Even self-composed canines took on the entrepreneurial spirits.


Time ticked by and with every hour there seemed to be more people on the streets, and more boats on the water. I would never imagine one can have traffic jams on the canals. Dear Reader, as is with many other things, I was wrong -- traffic jams on water do exist.


Larger boats each hosted a DJ, so music was virtually in the air. ‘Is it the louder-the cooler factor?’ asked Julio, observantly. ‘Sounds like it is’, I shouted back over the music, my feet stepping to the rhythm of disco.

We walked and walked. And laughed non-stop too, can you imagine?
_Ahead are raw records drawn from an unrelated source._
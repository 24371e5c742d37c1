use serde::{Deserialize, Serialize};
use uuid::Uuid;

/// Identifier of a row in the work ledger.
#[derive(
    Debug, Clone, Copy, PartialEq, Eq, PartialOrd, Ord, Hash, Serialize, Deserialize,
)]
#[cfg_attr(feature = "sqlx", derive(sqlx::Type), sqlx(transparent))]
pub struct WorkId(pub Uuid);

impl Default for WorkId {
    fn default() -> Self {
        Self::new()
    }
}

impl WorkId {
    pub fn new() -> Self {
        WorkId(Uuid::now_v7())
    }

    pub fn to_uuid(&self) -> Uuid {
        self.0
    }
}

impl std::fmt::Display for WorkId {
    fn fmt(&self, f: &mut std::fmt::Formatter<'_>) -> std::fmt::Result {
        write!(f, "{}", self.0)
    }
}

/// Identifier shared by every managed resource kind (bridge, processor,
/// connector). The resource type travels separately on the work item.
#[derive(
    Debug, Clone, Copy, PartialEq, Eq, PartialOrd, Ord, Hash, Serialize, Deserialize,
)]
#[cfg_attr(feature = "sqlx", derive(sqlx::Type), sqlx(transparent))]
pub struct ResourceId(pub Uuid);

impl Default for ResourceId {
    fn default() -> Self {
        Self::new()
    }
}

impl ResourceId {
    pub fn new() -> Self {
        ResourceId(Uuid::now_v7())
    }

    pub fn as_uuid(&self) -> &Uuid {
        &self.0
    }

    pub fn to_uuid(&self) -> Uuid {
        self.0
    }
}

impl AsRef<Uuid> for ResourceId {
    fn as_ref(&self) -> &Uuid {
        &self.0
    }
}

impl std::fmt::Display for ResourceId {
    fn fmt(&self, f: &mut std::fmt::Formatter<'_>) -> std::fmt::Result {
        write!(f, "{}", self.0)
    }
}

/// Identity of a manager process instance. Work items are sharded by owner:
/// each process only dispatches the rows it owns.
#[derive(Debug, Clone, PartialEq, Eq, Hash, Serialize, Deserialize)]
#[cfg_attr(feature = "sqlx", derive(sqlx::Type), sqlx(transparent))]
pub struct OwnerId(pub String);

impl OwnerId {
    pub fn new(raw: impl Into<String>) -> Self {
        OwnerId(raw.into())
    }

    /// A fresh identity for processes that were not given one explicitly.
    pub fn generate() -> Self {
        OwnerId(format!("manager-{}", Uuid::now_v7()))
    }

    pub fn as_str(&self) -> &str {
        &self.0
    }
}

impl std::fmt::Display for OwnerId {
    fn fmt(&self, f: &mut std::fmt::Formatter<'_>) -> std::fmt::Result {
        f.write_str(&self.0)
    }
}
It may be the alcohol fumes that considerably accumulated in the air and mellowed our Queen’s Day-resistant minds, or a few burgers with grilled ham, gussied up by pleasantly mild but spicy mustard -- Dutch mustard is remarkably tasty -- but we kind of liked this collective, festive, orange debauchery.

Queen’s Day certainly takes stamina, but practice makes perfect, as they say. Just don’t forget to watch your way non-stop – this is crucial, since there are crowds of real live Manneken Pis’es (beer!). I am fairly certain you want your shoes to remain clean and intact. Really, who does not?